Opportunity
The development of safe, high-performance, and sustainable energy storage systems is critical due to fossil fuel depletion and environmental concerns. While alkaline aqueous batteries (ANABs) offer intrinsic safety and potential for high voltage, their widespread adoption is hindered by significant challenges with traditional anode materials. Metal anodes, such as cadmium, zinc, and various alloys, suffer from severe drawbacks in alkaline environments. These include toxicity (cadmium), poor cycling stability due to corrosion and passivation layer formation (zinc), high cost (alloys), and relatively low nominal battery voltages. Although organic electrode materials present a promising alternative with advantages like low toxicity, cost-effectiveness, and structural diversity, most organic anodes developed to date exhibit redox potentials that are too high (too positive) compared to metals like zinc. This results in low full-cell voltage and energy density when paired with common cathodes. There is a pressing need to design novel organic anode materials that combine an ultra-low redox potential, high stability in alkaline electrolytes, excellent rate capability, and environmental friendliness to enable the next generation of high-performance alkaline batteries.
Technology
This patent addresses the aforementioned challenges by inventing a novel alkaline battery utilizing specifically designed phenazine derivatives as the anode material. The core innovation lies in the molecular engineering of phenazine through the strategic grafting of side group substituents, particularly electron-donating groups like hydroxyl (-OH) and amino (-NH₂). The invention provides a method for synthesizing phenazine derivatives (e.g., phenazine (PZ), 2-hydroxyphenazine (PZ-OH), 1,2-dihydroxyphenazine (PZ-2OH)) via a simple, environmentally friendly condensation reaction between benzene derivatives (e.g., benzoquinone) and phenylenediamine derivatives. The introduction of hydroxyl groups acts as an electron donor, which reduces the electron affinity and lowers the lowest unoccupied molecular orbital (LUMO) energy level of the molecule. This molecular tailoring effectively reduces the redox potential of the material. For instance, the discharge potential is dramatically lowered from -0.78V (vs. SHE) for PZ to -1.07V for PZ-2OH, achieving an ultra-low potential suitable for high-voltage alkaline batteries. Furthermore, the hydroxyl groups facilitate the formation of intramolecular and intermolecular hydrogen bonds with water molecules in the electrolyte. This creates fast ion transport channels (via Grotthuss mechanism) for protons (H⁺), which are identified as the primary charge carriers, leading to significantly enhanced redox kinetics, lower charge-transfer impedance, and superior rate capability.
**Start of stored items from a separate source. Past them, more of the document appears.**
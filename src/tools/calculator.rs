//! Safe arithmetic evaluator.
//!
//! Computes `+ - * /` expressions with parentheses without handing the
//! input to any general-purpose interpreter. Input is checked against a
//! character allow-list first; anything else is rejected outright.
//!
//! Parenthesized groups are reduced innermost-first (the last `(` and the
//! first `)` after it), each group's value is spliced back into the text,
//! and the remaining flat expression is evaluated with `*`/`/` binding
//! tighter than `+`/`-`, left-to-right within each precedence level.

use serde::{Deserialize, Serialize};

use crate::error::{EvalError, EvalResult};

/// Outcome of a successful evaluation.
#[derive(Debug, Clone, PartialEq, Serialize, Deserialize)]
pub struct Evaluation {
    /// Computed value, always finite.
    pub value: f64,
    /// Units label echoed from the request.
    #[serde(skip_serializing_if = "Option::is_none")]
    pub units: Option<String>,
}

/// Evaluate an arithmetic expression, tagging the result with optional units.
pub fn evaluate(expression: &str, units: Option<&str>) -> EvalResult<Evaluation> {
    if expression.trim().is_empty() {
        return Err(EvalError::Empty);
    }

    if let Some((position, ch)) = expression
        .chars()
        .enumerate()
        .find(|(_, c)| !is_allowed(*c))
    {
        return Err(EvalError::InvalidCharacter { ch, position });
    }

    let compact: String = expression.chars().filter(|c| !c.is_whitespace()).collect();
    let value = reduce_groups(compact)?;

    Ok(Evaluation {
        value,
        units: units.map(str::to_string),
    })
}

fn is_allowed(c: char) -> bool {
    c.is_ascii_digit() || matches!(c, '+' | '-' | '*' | '/' | '(' | ')' | '.') || c.is_whitespace()
}

/// Collapse parenthesized groups innermost-first, then evaluate the rest.
fn reduce_groups(mut expr: String) -> EvalResult<f64> {
    loop {
        let Some(open) = expr.rfind('(') else {
            if expr.contains(')') {
                return Err(EvalError::UnbalancedParens);
            }
            return evaluate_flat(&expr);
        };

        let close = expr[open..]
            .find(')')
            .map(|offset| open + offset)
            .ok_or(EvalError::UnbalancedParens)?;

        let before = expr[..open].chars().last();
        if matches!(before, Some(c) if c.is_ascii_digit() || c == '.' || c == ')') {
            return Err(EvalError::Malformed {
                message: format!("missing operator before '(' at position {}", open),
            });
        }
        let after = expr[close + 1..].chars().next();
        if matches!(after, Some(c) if c.is_ascii_digit() || c == '.' || c == '(') {
            return Err(EvalError::Malformed {
                message: format!("missing operator after ')' at position {}", close),
            });
        }

        let inner = evaluate_flat(&expr[open + 1..close])?;
        expr = format!("{}{}{}", &expr[..open], inner, &expr[close + 1..]);
    }
}

#[derive(Debug, Clone, Copy, PartialEq)]
enum Token {
    Number(f64),
    Op(char),
}

fn tokenize(expr: &str) -> EvalResult<Vec<Token>> {
    let mut tokens = Vec::new();
    let mut literal = String::new();

    for c in expr.chars() {
        if c.is_ascii_digit() || c == '.' {
            literal.push(c);
            continue;
        }
        if !literal.is_empty() {
            tokens.push(Token::Number(parse_number(&literal)?));
            literal.clear();
        }
        tokens.push(Token::Op(c));
    }
    if !literal.is_empty() {
        tokens.push(Token::Number(parse_number(&literal)?));
    }

    Ok(tokens)
}

fn parse_number(literal: &str) -> EvalResult<f64> {
    literal.parse::<f64>().map_err(|_| EvalError::Malformed {
        message: format!("invalid number '{}'", literal),
    })
}

/// Evaluate a parenthesis-free expression.
fn evaluate_flat(expr: &str) -> EvalResult<f64> {
    if expr.is_empty() {
        return Err(EvalError::Malformed {
            message: "empty expression or group".to_string(),
        });
    }

    let tokens = tokenize(expr)?;
    let mut pos = 0;

    let mut total = parse_term(&tokens, &mut pos)?;
    while pos < tokens.len() {
        let op = match tokens[pos] {
            Token::Op(op @ ('+' | '-')) => op,
            other => {
                return Err(EvalError::Malformed {
                    message: format!("unexpected token {:?}", other),
                })
            }
        };
        pos += 1;
        let rhs = parse_term(&tokens, &mut pos)?;
        total = if op == '+' { total + rhs } else { total - rhs };
    }

    finite(total)
}

/// A run of factors joined by `*` or `/`.
fn parse_term(tokens: &[Token], pos: &mut usize) -> EvalResult<f64> {
    let mut acc = parse_operand(tokens, pos)?;

    while let Some(Token::Op(op @ ('*' | '/'))) = tokens.get(*pos) {
        let op = *op;
        *pos += 1;
        let rhs = parse_operand(tokens, pos)?;
        if op == '*' {
            acc *= rhs;
        } else {
            if rhs == 0.0 {
                return Err(EvalError::DivisionByZero);
            }
            acc /= rhs;
        }
    }

    Ok(acc)
}

/// A number with any leading unary signs.
fn parse_operand(tokens: &[Token], pos: &mut usize) -> EvalResult<f64> {
    let mut sign = 1.0;
    loop {
        match tokens.get(*pos) {
            Some(Token::Op('-')) => {
                sign = -sign;
                *pos += 1;
            }
            Some(Token::Op('+')) => *pos += 1,
            Some(Token::Number(n)) => {
                *pos += 1;
                return Ok(sign * n);
            }
            Some(Token::Op(op)) => {
                return Err(EvalError::Malformed {
                    message: format!("expected a number, found '{}'", op),
                })
            }
            None => {
                return Err(EvalError::Malformed {
                    message: "expression ends with an operator".to_string(),
                })
            }
        }
    }
}

fn finite(value: f64) -> EvalResult<f64> {
    if value.is_finite() {
        Ok(value)
    } else {
        Err(EvalError::InvalidResult { value })
    }
}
The battery assembly incorporates a graphene oxide (GO) film between the anode and separator to prevent active material dissolution. The full cell, typically pairing the PZ-2OH anode with a Ni(OH)₂ cathode in a concentrated alkaline electrolyte (e.g., 1M KOH + 0.1M LiOH), demonstrates how this technology solves the existing problems.
Advantages
- Ultra-Low Redox Potential: Grafting electron-donating groups (e.g., -OH) onto the phenazine core significantly lowers the discharge potential (down to -1.07V vs. SHE for PZ-2OH), enabling higher full-cell voltage.
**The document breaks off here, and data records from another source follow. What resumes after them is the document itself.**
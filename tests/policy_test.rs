//! Integration tests for the policy passage retriever
//!
//! Tests HTTP fetching, ranking and caching using wiremock for the policy page.

use std::time::Duration;
use wiremock::{
    matchers::{header, method, path},
    Mock, MockServer, ResponseTemplate,
};

use fare_advisor::config::{RequestConfig, RetrievalConfig, DEFAULT_USER_AGENT};
use fare_advisor::error::RetrievalError;
use fare_advisor::tools::PolicyRetriever;

const PAGE: &str = r#"
<html>
  <head><title>City Bikes pricing</title></head>
  <body>
    <h1>Ride pricing and plans</h1>
    <section id="membership-plans">
      <h2>Monthly membership</h2>
      <div class="price-tag">Monthly membership $15/month with 45 minutes included on every ride</div>
    </section>
    <p>Pay as you go: unlock fee $1.00, then $0.15 per minute.</p>
    <p>E-bikes carry a surcharge of $0.10 per minute.</p>
    <p>Overage: $0.15 per additional minute beyond the included time.</p>
    <footer><p>Copyright City Bikes, all rights reserved</p></footer>
  </body>
</html>
"#;

/// Create a retriever with a short timeout for testing
fn create_test_retriever(timeout_ms: u64) -> PolicyRetriever {
    let request = RequestConfig {
        timeout_ms,
        user_agent: DEFAULT_USER_AGENT.to_string(),
    };
    PolicyRetriever::http(&request, RetrievalConfig::default()).expect("Failed to create retriever")
}

async fn serve_page(server: &MockServer, expected_fetches: u64) {
    Mock::given(method("GET"))
        .and(path("/pricing"))
        .respond_with(ResponseTemplate::new(200).set_body_string(PAGE))
        .expect(expected_fetches)
        .mount(server)
        .await;
}

#[cfg(test)]
mod cache_tests {
    use super::*;

    #[tokio::test]
    async fn test_identical_requests_fetch_once() {
        let mock_server = MockServer::start().await;
        serve_page(&mock_server, 1).await;

        let retriever = create_test_retriever(5000);
        let url = format!("{}/pricing", mock_server.uri());

        let first = retriever.retrieve(&url, "unlock fee", 3).await.unwrap();
        let second = retriever.retrieve(&url, "unlock fee", 3).await.unwrap();

        assert_eq!(first, second);
        assert!(!first.passages.is_empty());
    }

    #[tokio::test]
    async fn test_clear_cache_forces_refetch() {
        let mock_server = MockServer::start().await;
        serve_page(&mock_server, 2).await;

        let retriever = create_test_retriever(5000);
        let url = format!("{}/pricing", mock_server.uri());

        retriever.retrieve(&url, "unlock fee", 3).await.unwrap();
        retriever.clear_cache().await;
        retriever.retrieve(&url, "unlock fee", 3).await.unwrap();
    }

    #[tokio::test]
    async fn test_each_query_is_cached_separately() {
        let mock_server = MockServer::start().await;
        serve_page(&mock_server, 2).await;

        let retriever = create_test_retriever(5000);
        let url = format!("{}/pricing", mock_server.uri());

        retriever.retrieve(&url, "unlock fee", 3).await.unwrap();
        retriever.retrieve(&url, "membership price", 3).await.unwrap();
        retriever.retrieve(&url, "membership price", 3).await.unwrap();
        assert_eq!(retriever.cache_len().await, 2);
    }
}

#[cfg(test)]
mod ranking_tests {
    use super::*;

    #[tokio::test]
    async fn test_heading_outranks_paragraph() {
        let mock_server = MockServer::start().await;
        serve_page(&mock_server, 1).await;

        let retriever = create_test_retriever(5000);
        let url = format!("{}/pricing", mock_server.uri());

        let result = retriever.retrieve(&url, "plans", 5).await.unwrap();

        assert_eq!(result.passages[0].source_label, "h1");
        assert_eq!(result.passages[0].text, "Ride pricing and plans");
    }

    #[tokio::test]
    async fn test_passages_sorted_and_bounded() {
        let mock_server = MockServer::start().await;
        serve_page(&mock_server, 1).await;

        let retriever = create_test_retriever(5000);
        let url = format!("{}/pricing", mock_server.uri());

        let result = retriever.retrieve(&url, "surcharge e-bikes", 3).await.unwrap();

        assert!(result.passages.len() <= 3);
        assert!(result.passages.windows(2).all(|w| w[0].score >= w[1].score));
        assert!(result.passages.iter().all(|p| p.score > 0.0));
        assert!(result.passages[0].text.contains("surcharge"));
    }

    #[tokio::test]
    async fn test_sends_configured_user_agent() {
        let mock_server = MockServer::start().await;
        Mock::given(method("GET"))
            .and(path("/pricing"))
            .and(header("user-agent", "fare-advisor-test/1.0"))
            .respond_with(ResponseTemplate::new(200).set_body_string(PAGE))
            .expect(1)
            .mount(&mock_server)
            .await;

        let request = RequestConfig {
            timeout_ms: 5000,
            user_agent: "fare-advisor-test/1.0".to_string(),
        };
        let retriever = PolicyRetriever::http(&request, RetrievalConfig::default()).unwrap();
        let url = format!("{}/pricing", mock_server.uri());
        assert!(retriever.retrieve(&url, "fee", 3).await.is_ok());
    }
}

#[cfg(test)]
mod error_tests {
    use super::*;

    #[tokio::test]
    async fn test_server_error_is_fetch_failed() {
        let mock_server = MockServer::start().await;
        Mock::given(method("GET"))
            .and(path("/pricing"))
            .respond_with(ResponseTemplate::new(500))
            .mount(&mock_server)
            .await;

        let retriever = create_test_retriever(5000);
        let url = format!("{}/pricing", mock_server.uri());

        let result = retriever.retrieve(&url, "fee", 3).await;
        assert!(matches!(result, Err(RetrievalError::FetchFailed { .. })));
        assert_eq!(retriever.cache_len().await, 0);
    }

    #[tokio::test]
    async fn test_slow_page_times_out() {
        let mock_server = MockServer::start().await;
        Mock::given(method("GET"))
            .and(path("/pricing"))
            .respond_with(
                ResponseTemplate::new(200)
                    .set_body_string(PAGE)
                    .set_delay(Duration::from_millis(2000)),
            )
            .mount(&mock_server)
            .await;

        let retriever = create_test_retriever(100);
        let url = format!("{}/pricing", mock_server.uri());

        let result = retriever.retrieve(&url, "fee", 3).await;
        assert!(matches!(
            result,
            Err(RetrievalError::Timeout { timeout_ms: 100, .. })
        ));
    }

    #[tokio::test]
    async fn test_unreachable_host_is_fetch_failed() {
        // Nothing listens on the discard port
        let retriever = create_test_retriever(2000);
        let result = retriever.retrieve("http://127.0.0.1:9/pricing", "fee", 3).await;
        assert!(matches!(
            result,
            Err(RetrievalError::FetchFailed { .. }) | Err(RetrievalError::Timeout { .. })
        ));
    }
}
- Exceptional Cycling Stability: The organic anode material demonstrates outstanding stability in harsh alkaline conditions, with the full cell maintaining stable performance for over 9000 cycles with a very low capacity decay rate (~0.075% per cycle).
- Superior Rate Performance and Power Density: The hydrogen-bond network formed by hydroxyl groups enables rapid H⁺ transport, resulting in excellent rate capability and a high power density of at least 20 kW kg⁻¹ at 10A g⁻¹.
- High Energy Density: The combination of low potential, good specific capacity (≥170 mAh g⁻¹), and high voltage yields a high energy density (e.g., 247 Wh kg⁻¹ for PZ-2OH∥Ni(OH)₂ based on anode mass).
- Cost-Effective and Scalable Synthesis: The preparation method uses low-cost raw materials, a simple condensation process, and environmentally benign solvents (water/ethanol), favoring large-scale production.
- Environmental Friendliness and Safety: The organic anode materials are non-toxic and avoid the dendrite, passivation, and corrosion issues inherent to metal anodes, enhancing battery safety.
- Structural Tunability: The electrochemical properties (potential, kinetics) can be precisely customized by varying the type and number of side-group substituents, offering great design flexibility.
- Broad Applicability: The developed phenazine derivatives perform effectively in various alkaline battery systems, including nickel-based (e.g., vs. Ni(OH)₂) and air battery configurations.
Applications
- Large-scale stationary energy storage systems for renewable energy grids.
- High-safety energy storage devices for portable electronics and wearable devices.
- Power sources for electric vehicles requiring safe, high-power density batteries.
- Backup power systems and uninterruptible power supplies (UPS).
- Specialized applications where toxicity (e.g., of Cd) or flammability (e.g., of Li-ion) is a major concern.